La CGT et le Syndicat de la Magistrature y ont dénoncé le nouveau piège que la revue des missions de l’Etat représentait.
Depuis 2007, de nombreuses attaques ont été portées au service public de la Justice. La protection judiciaire de la Jeunesse est la première dans le viseur : le risque est grand pour la PJJ de se voir amputer de ses missions d’investigation, voire tout ce qui relève de la protection de l’enfance. L’administration pénitentiaire a depuis de nombreuses années délégué au privé un certain nombre de ses missions et doit aujourd’hui en assumer d’autres comme les extractions judiciaires. La tentation pourrait par exemple être de confier la surveillance périmétrique des établissements à des sociétés de sécurité privées. Les services pénitentiaires d’insertion et de probation ne voient toujours pas le caractère régalien de leurs missions confirmé par le législateur. Cette incertitude laisse le champ libre à l’abandon de certains pans de missions, ce qui est déjà en partie de cas pour le pré sentenciel. Des tentatives de délégation au secteur associatif et de mise en concurrence au service public sont de plus en plus pressantes. La mobilisation intersyndicale contre la privatisation de l’exécution des peines du 8 juillet dernier en réaction à des amendements du Sénat en ce sens n’est malheureusement pas le point final de ce combat. Par ailleurs, la réforme pénale confère aux collectivités locales un pouvoir élargi à travers les comités de prévention de la délinquance, ce qui peut constituer les prémisses de la décentralisation des missions des SPIP. Pour les juridictions, nous nous attendons à ce que soient recyclées des pistes pourtant écartées des débats sur la « Justice du 21ème siècle ». Par ailleurs, il est fort à parier que des missions soient abandonnées au profit des professions réglementées, en quelque sorte des contre parties bien commodes dans le contexte actuel de réforme de ces dernières.

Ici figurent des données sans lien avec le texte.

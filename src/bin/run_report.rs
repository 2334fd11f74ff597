//! Generate credit policy reports from receivable invoice CSV exports
//!
//! One report CSV is written per input ledger. Ledgers are independent
//! engine invocations, so they run in parallel.

use std::fs::File;
use std::path::{Path, PathBuf};
use std::time::Instant;

use anyhow::Context;
use clap::Parser;
use rayon::prelude::*;

use receivables_system::{
    config::PolicyConfig,
    engine::CreditPolicyEngine,
    ledger::load_invoices,
    report::{build_report, write_csv},
};

#[derive(Parser, Debug)]
#[command(about = "Derive per-customer credit policy from paid invoice ledgers")]
struct Args {
    /// Input invoice CSV file(s)
    #[arg(required = true)]
    inputs: Vec<PathBuf>,

    /// Directory the report CSVs are written to
    #[arg(short, long, default_value = ".")]
    out_dir: PathBuf,

    /// Rows to skip above the header (Xero detail exports carry 4)
    #[arg(long, default_value_t = 0)]
    skip_rows: usize,

    /// Baseline credit term in days
    #[arg(long, default_value_t = 30)]
    credit_term_days: u32,

    /// Cost of capital as a fraction (0.10 = 10%)
    #[arg(long, default_value_t = 0.10)]
    wacc: f64,

    /// Day-count convention for the daily financing rate
    #[arg(long, default_value_t = 360)]
    days_in_year: u32,

    /// Fraction of customers, by volume, flagged high-value
    #[arg(long, default_value_t = 0.25)]
    top_value_fraction: f64,

    /// Reminder schedule label for high-risk customers
    #[arg(long)]
    intense_schedule: Option<String>,

    /// Reminder schedule label for everyone else
    #[arg(long)]
    normal_schedule: Option<String>,
}

fn main() -> anyhow::Result<()> {
    env_logger::init();
    let args = Args::parse();

    let defaults = PolicyConfig::default();
    let config = PolicyConfig {
        credit_term_days: args.credit_term_days,
        wacc: args.wacc,
        days_in_year: args.days_in_year,
        top_value_fraction: args.top_value_fraction,
        intense_schedule_label: args
            .intense_schedule
            .unwrap_or(defaults.intense_schedule_label),
        normal_schedule_label: args
            .normal_schedule
            .unwrap_or(defaults.normal_schedule_label),
    };
    let engine = CreditPolicyEngine::new(config)?;

    let start = Instant::now();
    let results: Vec<anyhow::Result<(PathBuf, usize)>> = args
        .inputs
        .par_iter()
        .map(|input| {
            let ledger = load_invoices(input, args.skip_rows)
                .with_context(|| format!("reading {}", input.display()))?;
            let aggregates = engine.derive_policy(&ledger)?;
            let rows = build_report(&aggregates);

            let out_path = report_path(&args.out_dir, input);
            let file = File::create(&out_path)
                .with_context(|| format!("creating {}", out_path.display()))?;
            write_csv(&rows, file)?;
            Ok((out_path, rows.len()))
        })
        .collect();

    let mut failed = false;
    for result in &results {
        match result {
            Ok((path, contacts)) => println!("{}: {} contacts", path.display(), contacts),
            Err(err) => {
                failed = true;
                eprintln!("error: {err:#}");
            }
        }
    }
    println!("Total time: {:?}", start.elapsed());

    if failed {
        std::process::exit(1);
    }
    Ok(())
}

fn report_path(out_dir: &Path, input: &Path) -> PathBuf {
    let stem = input
        .file_stem()
        .and_then(|s| s.to_str())
        .unwrap_or("report");
    out_dir.join(format!("{stem}_credit_policy.csv"))
}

Cette réunion n’a pas permis d’en savoir beaucoup plus sur les intentions du ministère qui n’a pas eu le temps de finir « son catalogue » des missions et qui ne consultera les OS qu’en janvier quand les grands choix stratégiques auront déjà été bouclés. En février un séminaire gouvernemental arrêtera définitivement les chantiers de réforme et de « simplification » à mettre en œuvre. Par ailleurs, la réforme territoriale aura nous le savons des impacts sur l’organisation territoriale de l’Etat : ce qui promet encore des redécoupages à l’infini.
Toutes ces réformes à marche forcée viennent fragiliser un service public déjà largement mis à mal par les coupes budgétaires successives et se font au détriment des usagers et des fonctionnaires.
La CGT et le Syndicat de la Magistrature ne voient dans cette entreprise qu’une énième tentative de casse du service public motivée par une conception ultra libérale.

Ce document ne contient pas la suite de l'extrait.